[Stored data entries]

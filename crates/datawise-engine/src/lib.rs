//! DataWise Engine crate - template-driven question answering.
//!
//! Classifies a free-text question against a fixed, ordered set of
//! templates, extracts the captured filter values, and runs the matching
//! aggregation over a [`datawise_store::SalesStore`].

pub mod aggregate;
pub mod engine;
pub mod templates;

pub use engine::QuestionEngine;
pub use templates::{ParsedQuestion, QuestionKind, TemplateSet};
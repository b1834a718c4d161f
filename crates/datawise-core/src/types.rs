use std::fmt;

use chrono::NaiveDate;
use serde::{Deserialize, Serialize, Serializer};

// =============================================================================
// Dataset rows
// =============================================================================

/// One validated row of the sales dataset.
#[derive(Clone, Debug, PartialEq, Serialize, Deserialize)]
pub struct SalesRecord {
    pub product: String,
    pub city: String,
    pub region: String,
    /// Full name of the sales representative.
    pub rep: String,
    /// Finite, non-negative amount.
    pub sales: f64,
    pub date: NaiveDate,
}

/// The string-valued columns of a [`SalesRecord`] that can be filtered on.
#[derive(Clone, Copy, Debug, PartialEq, Eq, Hash, Serialize, Deserialize)]
#[serde(rename_all = "snake_case")]
pub enum SalesField {
    Product,
    City,
    Region,
    Rep,
}

impl SalesRecord {
    /// Borrow the value of a string column.
    pub fn field(&self, field: SalesField) -> &str {
        match field {
            SalesField::Product => &self.product,
            SalesField::City => &self.city,
            SalesField::Region => &self.region,
            SalesField::Rep => &self.rep,
        }
    }
}

// =============================================================================
// Answers
// =============================================================================

pub const NO_SALES_FOUND_MESSAGE: &str = "No sales data found for this rep in this city.";
pub const NOT_UNDERSTOOD_MESSAGE: &str = "Sorry, I can't answer that question.";
pub const DATASET_UNAVAILABLE_MESSAGE: &str = "Error: Dataset not loaded.";

/// Date format used when an answer carries a calendar date.
pub const ANSWER_DATE_FORMAT: &str = "%Y-%m-%d";

/// The typed result of answering a question.
///
/// Every variant is a normal value: empty result sets, unrecognized questions
/// and a missing dataset all resolve to an `Answer` rather than an error.
#[derive(Clone, Debug, PartialEq)]
pub enum Answer {
    /// Sum of sales, truncated toward zero.
    Total(i64),
    /// Number of distinct reps.
    Count(u64),
    /// Mean sales rounded to two decimal places.
    Average(f64),
    /// Mean over an empty set. Serialized as the integer `0`.
    AverageUndefined,
    /// Date of the highest sale.
    Date(NaiveDate),
    NoSalesFound,
    NotUnderstood,
    DatasetUnavailable,
}

impl Answer {
    /// The fixed text for message-style answers, `None` for computed values.
    pub fn message(&self) -> Option<&'static str> {
        match self {
            Answer::NoSalesFound => Some(NO_SALES_FOUND_MESSAGE),
            Answer::NotUnderstood => Some(NOT_UNDERSTOOD_MESSAGE),
            Answer::DatasetUnavailable => Some(DATASET_UNAVAILABLE_MESSAGE),
            _ => None,
        }
    }
}

impl Serialize for Answer {
    fn serialize<S: Serializer>(&self, serializer: S) -> Result<S::Ok, S::Error> {
        match self {
            Answer::Total(total) => serializer.serialize_i64(*total),
            Answer::Count(count) => serializer.serialize_u64(*count),
            Answer::Average(avg) => serializer.serialize_f64(*avg),
            Answer::AverageUndefined => serializer.serialize_i64(0),
            Answer::Date(date) => {
                serializer.collect_str(&date.format(ANSWER_DATE_FORMAT))
            }
            Answer::NoSalesFound | Answer::NotUnderstood | Answer::DatasetUnavailable => {
                serializer.serialize_str(self.message().unwrap_or_default())
            }
        }
    }
}

impl fmt::Display for Answer {
    fn fmt(&self, f: &mut fmt::Formatter<'_>) -> fmt::Result {
        match self {
            Answer::Total(total) => write!(f, "{}", total),
            Answer::Count(count) => write!(f, "{}", count),
            Answer::Average(avg) => write!(f, "{:?}", avg),
            Answer::AverageUndefined => write!(f, "0"),
            Answer::Date(date) => write!(f, "{}", date.format(ANSWER_DATE_FORMAT)),
            other => write!(f, "{}", other.message().unwrap_or_default()),
        }
    }
}
//! DataWise application binary - composition root.
//!
//! 1. Parse CLI arguments and load configuration from TOML
//! 2. Initialize tracing
//! 3. Load the sales dataset, degrading to an empty store on failure
//! 4. Start the axum REST API server

mod cli;

use std::path::Path;

use clap::Parser;

use datawise_api::routes;
use datawise_api::state::AppState;
use datawise_core::{DatawiseConfig, DatawiseError};
use datawise_store::SalesStore;

use cli::CliArgs;

/// Load the dataset, or fall back to an explicit empty store.
///
/// With an empty store every question is answered with the
/// dataset-unavailable message instead of failing the process.
fn load_store_or_empty(path: &Path) -> SalesStore {
    match SalesStore::load(path) {
        Ok(store) => {
            if store.is_empty() {
                tracing::warn!(path = %path.display(), "Sales dataset contains no records");
            }
            store
        }
        Err(e) => {
            tracing::error!(
                path = %path.display(),
                error = %e,
                "Failed to load sales dataset, serving with an empty dataset"
            );
            SalesStore::empty()
        }
    }
}

fn init_tracing(default_level: &str) {
    tracing_subscriber::fmt()
        .with_env_filter(
            tracing_subscriber::EnvFilter::try_from_default_env()
                .or_else(|_| tracing_subscriber::EnvFilter::try_new(default_level))
                .unwrap_or_else(|_| tracing_subscriber::EnvFilter::new("info")),
        )
        .init();
}

#[tokio::main]
async fn main() -> Result<(), Box<dyn std::error::Error>> {
    let args = CliArgs::parse();

    // Config precedes tracing init; its load outcome is logged afterwards.
    let config_file = args.resolve_config_path();
    let loaded = DatawiseConfig::load(&config_file);
    let mut config = match &loaded {
        Ok(config) => config.clone(),
        Err(_) => DatawiseConfig::default(),
    };
    args.apply(&mut config);

    init_tracing(&config.general.log_level);
    tracing::info!("Starting DataWise v{}", env!("CARGO_PKG_VERSION"));

    match loaded {
        Ok(_) => tracing::info!(path = %config_file.display(), "Configuration loaded"),
        Err(DatawiseError::Io(e)) if e.kind() == std::io::ErrorKind::NotFound => {
            tracing::info!(path = %config_file.display(), "No config file, using defaults")
        }
        Err(e) => tracing::warn!(
            path = %config_file.display(),
            error = %e,
            "Failed to load config, using defaults"
        ),
    }

    // Dataset.
    let store = load_store_or_empty(Path::new(&config.dataset.path));
    tracing::info!(records = store.len(), "Sales store ready");

    // API server.
    let state = AppState::new(&config.server, store);
    if let Err(e) = routes::start_server(&config.server, state).await {
        tracing::error!(error = %e, "API server stopped");
        return Err(e.into());
    }

    Ok(())
}
//! Router setup with all API routes and middleware.
//!
//! Configures the axum Router with CORS, tracing, the identity header and
//! the endpoint handlers.

use axum::routing::get;
use axum::Router;
use tower_http::cors::CorsLayer;
use tower_http::trace::TraceLayer;

use datawise_core::config::ServerConfig;
use datawise_core::DatawiseError;

use crate::handlers;
use crate::identity;
use crate::state::AppState;

/// Create the axum Router with all routes and middleware.
///
/// CORS is fully open: any origin, method and header.
pub fn create_router(state: AppState) -> Router {
    Router::new()
        .route("/query", get(handlers::query))
        .route("/health", get(handlers::health))
        .fallback(handlers::not_found)
        .layer(TraceLayer::new_for_http())
        .layer(CorsLayer::permissive())
        // Outermost, so CORS preflight responses are stamped too.
        .layer(axum::middleware::from_fn_with_state(
            state.clone(),
            identity::stamp_identity,
        ))
        .with_state(state)
}

/// Start the HTTP server on the configured host and port.
pub async fn start_server(server: &ServerConfig, state: AppState) -> Result<(), DatawiseError> {
    let addr = format!("{}:{}", server.host, server.port);

    let router = create_router(state);

    let listener = tokio::net::TcpListener::bind(&addr)
        .await
        .map_err(|e| DatawiseError::Server(format!("Failed to bind {}: {}", addr, e)))?;

    tracing::info!(addr = %addr, "API server listening");

    axum::serve(listener, router)
        .await
        .map_err(|e| DatawiseError::Server(format!("Server error: {}", e)))?;

    Ok(())
}
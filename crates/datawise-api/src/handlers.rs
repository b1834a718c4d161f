//! Route handler functions for all API endpoints.

use axum::extract::{Query, State};
use axum::http::Uri;
use axum::Json;
use serde::{Deserialize, Serialize};

use datawise_core::Answer;

use crate::error::ApiError;
use crate::state::AppState;

pub const SERVICE_NAME: &str = "DataWise LLM Analytics";

// =============================================================================
// Query parameter types
// =============================================================================

#[derive(Debug, Deserialize)]
pub struct QueryParams {
    pub q: Option<String>,
}

// =============================================================================
// Response types
// =============================================================================

#[derive(Debug, Serialize)]
pub struct QueryResponse {
    pub answer: Answer,
    pub email: String,
}

#[derive(Debug, Serialize, Deserialize)]
pub struct HealthResponse {
    /// "healthy", or "degraded" when no dataset is loaded.
    pub status: String,
    pub service: String,
    pub version: String,
    pub dataset_loaded: bool,
    pub record_count: u64,
    pub uptime_secs: u64,
}

// =============================================================================
// Handler functions
// =============================================================================

/// GET /query?q=<question> - answer a question about the sales dataset.
///
/// Every outcome of the engine, including an unrecognized question or a
/// missing dataset, is a 200 with an `answer` value.
pub async fn query(
    State(state): State<AppState>,
    Query(params): Query<QueryParams>,
) -> Result<Json<QueryResponse>, ApiError> {
    let question = params.q.ok_or_else(|| {
        ApiError::UnprocessableEntity("missing required query parameter 'q'".to_string())
    })?;

    let answer = state.engine.answer(&question, &state.store);
    tracing::info!(question = %question, answer = %answer, "Question answered");

    Ok(Json(QueryResponse {
        answer,
        email: state.identity.to_string(),
    }))
}

/// GET /health - health check.
pub async fn health(State(state): State<AppState>) -> Json<HealthResponse> {
    let dataset_loaded = !state.store.is_empty();

    Json(HealthResponse {
        status: if dataset_loaded { "healthy" } else { "degraded" }.to_string(),
        service: SERVICE_NAME.to_string(),
        version: env!("CARGO_PKG_VERSION").to_string(),
        dataset_loaded,
        record_count: state.store.len() as u64,
        uptime_secs: state.start_time.elapsed().as_secs(),
    })
}

/// Fallback for unknown routes.
pub async fn not_found(uri: Uri) -> ApiError {
    ApiError::NotFound(format!("no route for {}", uri.path()))
}
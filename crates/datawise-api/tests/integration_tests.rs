//! Integration tests for the DataWise API.
//!
//! Each test builds its own router around an in-memory store and drives it
//! with `tower::ServiceExt::oneshot`.

use axum::body::Body;
use axum::http::{Request, StatusCode};
use chrono::NaiveDate;
use serde_json::{json, Value};
use tower::ServiceExt;

use datawise_api::error::ErrorBody;
use datawise_api::handlers::HealthResponse;
use datawise_api::{create_router, AppState};
use datawise_core::config::ServerConfig;
use datawise_core::SalesRecord;
use datawise_store::SalesStore;

// =============================================================================
// Helpers
// =============================================================================

const TEST_IDENTITY: &str = "tests@datawise.example";

fn server_config() -> ServerConfig {
    ServerConfig {
        identity: TEST_IDENTITY.to_string(),
        ..ServerConfig::default()
    }
}

/// The two-row Widget/Boston fixture.
fn scenario_store() -> SalesStore {
    let row = |sales: f64, y: i32, m: u32, d: u32| SalesRecord {
        product: "Widget".to_string(),
        city: "Boston".to_string(),
        region: "East".to_string(),
        rep: "Jane Doe".to_string(),
        sales,
        date: NaiveDate::from_ymd_opt(y, m, d).unwrap(),
    };
    SalesStore::from_records(vec![row(100.0, 2024, 1, 5), row(250.0, 2024, 2, 10)])
}

fn make_app() -> axum::Router {
    create_router(AppState::new(&server_config(), scenario_store()))
}

fn make_empty_app() -> axum::Router {
    create_router(AppState::new(&server_config(), SalesStore::empty()))
}

fn query_request(question: &str) -> Request<Body> {
    let query = serde_urlencoded::to_string([("q", question)]).unwrap();
    Request::get(format!("/query?{}", query))
        .body(Body::empty())
        .unwrap()
}

/// Read full response body bytes.
async fn body_bytes(resp: axum::response::Response) -> Vec<u8> {
    axum::body::to_bytes(resp.into_body(), 1024 * 1024)
        .await
        .unwrap()
        .to_vec()
}

/// Ask a question and return the parsed JSON body, asserting 200.
async fn ask(app: axum::Router, question: &str) -> Value {
    let resp = app.oneshot(query_request(question)).await.unwrap();
    assert_eq!(resp.status(), StatusCode::OK);
    serde_json::from_slice(&body_bytes(resp).await).unwrap()
}

// =============================================================================
// /query
// =============================================================================

#[tokio::test]
async fn test_query_total_sales() {
    let body = ask(make_app(), "What is the total sales of Widget in Boston?").await;
    assert_eq!(body, json!({"answer": 350, "email": TEST_IDENTITY}));
}

#[tokio::test]
async fn test_query_rep_count() {
    let body = ask(make_app(), "How many sales reps are there in East?").await;
    assert_eq!(body["answer"], json!(1));
}

#[tokio::test]
async fn test_query_average_sales_is_float() {
    let resp = make_app()
        .oneshot(query_request("What is the average sales for Widget in East?"))
        .await
        .unwrap();
    let raw = String::from_utf8(body_bytes(resp).await).unwrap();
    assert!(raw.contains("\"answer\":175.0"), "body was {}", raw);
}

#[tokio::test]
async fn test_query_average_sales_empty_is_zero() {
    let body = ask(make_app(), "What is the average sales for Gizmo in East?").await;
    assert_eq!(body["answer"], json!(0));
}

#[tokio::test]
async fn test_query_top_sale_date() {
    let body = ask(
        make_app(),
        "On what date did Jane Doe make the highest sale in Boston?",
    )
    .await;
    assert_eq!(body["answer"], json!("2024-02-10"));
}

#[tokio::test]
async fn test_query_top_sale_date_not_found() {
    let body = ask(
        make_app(),
        "On what date did John Roe make the highest sale in Boston?",
    )
    .await;
    assert_eq!(
        body["answer"],
        json!("No sales data found for this rep in this city.")
    );
}

#[tokio::test]
async fn test_query_not_understood() {
    let body = ask(make_app(), "What is the weather today?").await;
    assert_eq!(
        body,
        json!({"answer": "Sorry, I can't answer that question.", "email": TEST_IDENTITY})
    );
}

#[tokio::test]
async fn test_query_case_insensitive_phrasing() {
    let upper = ask(make_app(), "WHAT IS THE TOTAL SALES OF Widget IN Boston?").await;
    let lower = ask(make_app(), "what is the total sales of Widget in Boston?").await;
    assert_eq!(upper, lower);
}

#[tokio::test]
async fn test_query_capture_is_case_sensitive() {
    let body = ask(make_app(), "What is the total sales of widget in Boston?").await;
    assert_eq!(body["answer"], json!(0));
}

#[tokio::test]
async fn test_query_empty_dataset() {
    let body = ask(make_empty_app(), "What is the total sales of Widget in Boston?").await;
    assert_eq!(
        body,
        json!({"answer": "Error: Dataset not loaded.", "email": TEST_IDENTITY})
    );
}

#[tokio::test]
async fn test_query_sets_identity_header() {
    let resp = make_app()
        .oneshot(query_request("What is the weather today?"))
        .await
        .unwrap();
    assert_eq!(
        resp.headers().get("x-email").unwrap().to_str().unwrap(),
        TEST_IDENTITY
    );
}

#[tokio::test]
async fn test_query_missing_q_is_unprocessable() {
    let resp = make_app()
        .oneshot(Request::get("/query").body(Body::empty()).unwrap())
        .await
        .unwrap();
    assert_eq!(resp.status(), StatusCode::UNPROCESSABLE_ENTITY);
    let err: ErrorBody = serde_json::from_slice(&body_bytes(resp).await).unwrap();
    assert_eq!(err.error, "unprocessable_entity");
    assert!(err.message.contains("'q'"));
}

#[tokio::test]
async fn test_query_empty_q_is_not_understood() {
    let resp = make_app()
        .oneshot(Request::get("/query?q=").body(Body::empty()).unwrap())
        .await
        .unwrap();
    assert_eq!(resp.status(), StatusCode::OK);
    let body: Value = serde_json::from_slice(&body_bytes(resp).await).unwrap();
    assert_eq!(body["answer"], json!("Sorry, I can't answer that question."));
}

// =============================================================================
// /health and middleware
// =============================================================================

#[tokio::test]
async fn test_health_loaded() {
    let resp = make_app()
        .oneshot(Request::get("/health").body(Body::empty()).unwrap())
        .await
        .unwrap();
    assert_eq!(resp.status(), StatusCode::OK);
    let health: HealthResponse = serde_json::from_slice(&body_bytes(resp).await).unwrap();
    assert_eq!(health.status, "healthy");
    assert!(health.dataset_loaded);
    assert_eq!(health.record_count, 2);
    assert_eq!(health.service, "DataWise LLM Analytics");
}

#[tokio::test]
async fn test_health_degraded_when_empty() {
    let resp = make_empty_app()
        .oneshot(Request::get("/health").body(Body::empty()).unwrap())
        .await
        .unwrap();
    let health: HealthResponse = serde_json::from_slice(&body_bytes(resp).await).unwrap();
    assert_eq!(health.status, "degraded");
    assert!(!health.dataset_loaded);
    assert_eq!(health.record_count, 0);
}

#[tokio::test]
async fn test_unknown_route_is_404_with_identity() {
    let resp = make_app()
        .oneshot(Request::get("/nope").body(Body::empty()).unwrap())
        .await
        .unwrap();
    assert_eq!(resp.status(), StatusCode::NOT_FOUND);
    assert_eq!(resp.headers().get("x-email").unwrap(), TEST_IDENTITY);
}

#[tokio::test]
async fn test_cors_allows_any_origin() {
    let resp = make_app()
        .oneshot(
            Request::get("/health")
                .header("origin", "http://dashboard.example")
                .body(Body::empty())
                .unwrap(),
        )
        .await
        .unwrap();
    assert_eq!(
        resp.headers().get("access-control-allow-origin").unwrap(),
        "*"
    );
}

#[tokio::test]
async fn test_cors_preflight_carries_identity() {
    let resp = make_app()
        .oneshot(
            Request::builder()
                .method("OPTIONS")
                .uri("/query")
                .header("origin", "http://dashboard.example")
                .header("access-control-request-method", "GET")
                .body(Body::empty())
                .unwrap(),
        )
        .await
        .unwrap();
    assert!(resp.status().is_success());
    assert!(resp.headers().contains_key("access-control-allow-origin"));
    assert_eq!(resp.headers().get("x-email").unwrap(), TEST_IDENTITY);
}

#[tokio::test]
async fn test_invalid_identity_disables_header() {
    let server = ServerConfig {
        identity: "bad\nvalue".to_string(),
        ..ServerConfig::default()
    };
    let app = create_router(AppState::new(&server, scenario_store()));
    let resp = app
        .oneshot(query_request("What is the weather today?"))
        .await
        .unwrap();
    assert_eq!(resp.status(), StatusCode::OK);
    assert!(resp.headers().get("x-email").is_none());
}
//! The question engine: classify, extract, aggregate.

use tracing::debug;

use datawise_core::Answer;
use datawise_store::SalesStore;

use crate::aggregate;
use crate::templates::{ParsedQuestion, QuestionKind, TemplateSet};

/// Answers questions against a store passed in at call time.
///
/// Holds only the compiled templates, so one engine can be shared across
/// request handlers and used with any number of stores.
#[derive(Default)]
pub struct QuestionEngine {
    templates: TemplateSet,
}

impl QuestionEngine {
    pub fn new() -> Self {
        Self {
            templates: TemplateSet::new(),
        }
    }

    /// Template kinds in priority order.
    pub fn kinds(&self) -> Vec<QuestionKind> {
        self.templates.kinds()
    }

    /// Answer a free-text question.
    ///
    /// An empty store short-circuits to [`Answer::DatasetUnavailable`] before
    /// any template is tried. A question no template recognizes yields
    /// [`Answer::NotUnderstood`].
    pub fn answer(&self, question: &str, store: &SalesStore) -> Answer {
        if store.is_empty() {
            debug!("Dataset is empty, skipping template matching");
            return Answer::DatasetUnavailable;
        }

        let Some(parsed) = self.templates.parse(question) else {
            debug!(question, "No template matched");
            return Answer::NotUnderstood;
        };

        debug!(kind = ?parsed.kind(), "Question matched template");
        evaluate(&parsed, store)
    }
}

fn evaluate(parsed: &ParsedQuestion, store: &SalesStore) -> Answer {
    match parsed {
        ParsedQuestion::TotalSales { product, city } => {
            aggregate::total_sales(store, product, city)
        }
        ParsedQuestion::RepCount { region } => aggregate::rep_count(store, region),
        ParsedQuestion::AverageSales { product, region } => {
            aggregate::average_sales(store, product, region)
        }
        ParsedQuestion::TopSaleDate { rep, city } => aggregate::top_sale_date(store, rep, city),
    }
}
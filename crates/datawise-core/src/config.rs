use std::path::Path;

use serde::Deserialize;
use tracing::info;

use crate::error::Result;

/// Top-level configuration for the DataWise service.
///
/// Loaded from `datawise.toml` by default. Every section falls back to its
/// defaults when omitted.
#[derive(Debug, Clone, Default, Deserialize)]
pub struct DatawiseConfig {
    #[serde(default)]
    pub general: GeneralConfig,
    #[serde(default)]
    pub server: ServerConfig,
    #[serde(default)]
    pub dataset: DatasetConfig,
}

impl DatawiseConfig {
    /// Load configuration from a TOML file.
    ///
    /// Returns an error if the file cannot be read or parsed.
    pub fn load(path: &Path) -> Result<Self> {
        let content = std::fs::read_to_string(path)?;
        let config: DatawiseConfig = toml::from_str(&content)?;
        info!("Configuration loaded from {}", path.display());
        Ok(config)
    }
}

/// General application settings.
#[derive(Debug, Clone, Deserialize)]
#[serde(default)]
pub struct GeneralConfig {
    /// Log level: trace, debug, info, warn, error.
    pub log_level: String,
}

impl Default for GeneralConfig {
    fn default() -> Self {
        Self {
            log_level: "info".to_string(),
        }
    }
}

/// HTTP server settings.
#[derive(Debug, Clone, Deserialize)]
#[serde(default)]
pub struct ServerConfig {
    /// Bind address.
    pub host: String,
    /// Bind port.
    pub port: u16,
    /// Identifying string returned in the `email` field and `X-Email` header.
    pub identity: String,
}

impl Default for ServerConfig {
    fn default() -> Self {
        Self {
            host: "0.0.0.0".to_string(),
            port: 8000,
            identity: "datawise@example.com".to_string(),
        }
    }
}

/// Sales dataset source.
#[derive(Debug, Clone, Deserialize)]
#[serde(default)]
pub struct DatasetConfig {
    /// Path to the JSON array of sales records.
    pub path: String,
}

impl Default for DatasetConfig {
    fn default() -> Self {
        Self {
            path: "q-fastapi-llm-query.json".to_string(),
        }
    }
}
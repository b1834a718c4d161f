//! The immutable sales table.
//!
//! A `SalesStore` is built exactly once and then shared read-only (usually
//! behind an `Arc`). There are no mutating methods, so concurrent readers
//! need no locking.

use std::path::Path;

use tracing::info;

use datawise_core::{SalesField, SalesRecord};

use crate::error::StoreError;
use crate::loader;

/// Exact, case-sensitive equality on one string column.
#[derive(Debug, Clone, PartialEq, Eq)]
pub struct Predicate {
    pub field: SalesField,
    pub value: String,
}

impl Predicate {
    pub fn equals(field: SalesField, value: impl Into<String>) -> Self {
        Self {
            field,
            value: value.into(),
        }
    }

    pub fn matches(&self, record: &SalesRecord) -> bool {
        record.field(self.field) == self.value
    }
}

/// Ordered, immutable collection of validated sales rows.
#[derive(Debug, Clone, Default)]
pub struct SalesStore {
    records: Vec<SalesRecord>,
}

impl SalesStore {
    /// Read and validate the dataset at `path`.
    pub fn load(path: &Path) -> Result<Self, StoreError> {
        let bytes = std::fs::read(path).map_err(|e| match e.kind() {
            std::io::ErrorKind::NotFound => StoreError::NotFound(path.display().to_string()),
            _ => StoreError::Io(e),
        })?;

        let store = Self::from_json(&bytes)?;
        info!(
            path = %path.display(),
            records = store.len(),
            "Sales dataset loaded"
        );
        Ok(store)
    }

    /// Build a store from the raw bytes of a JSON array of records.
    pub fn from_json(bytes: &[u8]) -> Result<Self, StoreError> {
        Ok(Self::from_records(loader::parse_records(bytes)?))
    }

    /// Build a store from already-validated rows, keeping their order.
    pub fn from_records(records: Vec<SalesRecord>) -> Self {
        Self { records }
    }

    /// An explicitly empty store, used when the dataset could not be loaded.
    pub fn empty() -> Self {
        Self::default()
    }

    pub fn is_empty(&self) -> bool {
        self.records.is_empty()
    }

    pub fn len(&self) -> usize {
        self.records.len()
    }

    pub fn records(&self) -> &[SalesRecord] {
        &self.records
    }

    /// Rows satisfying every predicate, in store order.
    ///
    /// An empty predicate slice selects every row.
    pub fn filter(&self, predicates: &[Predicate]) -> Vec<&SalesRecord> {
        self.records
            .iter()
            .filter(|r| predicates.iter().all(|p| p.matches(r)))
            .collect()
    }
}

**TRY IT**. Once you reach the line with "fn init_tracing(default_level: &str)" in the data above, copy it and every line after it exactly, up to and including the line with "let config_file = args.resolve_config_path();".

**SOLUTION TO THE PROBLEM**.
fn init_tracing(default_level: &str) {
    tracing_subscriber::fmt()
        .with_env_filter(
            tracing_subscriber::EnvFilter::try_from_default_env()
                .or_else(|_| tracing_subscriber::EnvFilter::try_new(default_level))
                .unwrap_or_else(|_| tracing_subscriber::EnvFilter::new("info")),
        )
        .init();
}

#[tokio::main]
async fn main() -> Result<(), Box<dyn std::error::Error>> {
    let args = CliArgs::parse();

    // Config precedes tracing init; its load outcome is logged afterwards.
    let config_file = args.resolve_config_path();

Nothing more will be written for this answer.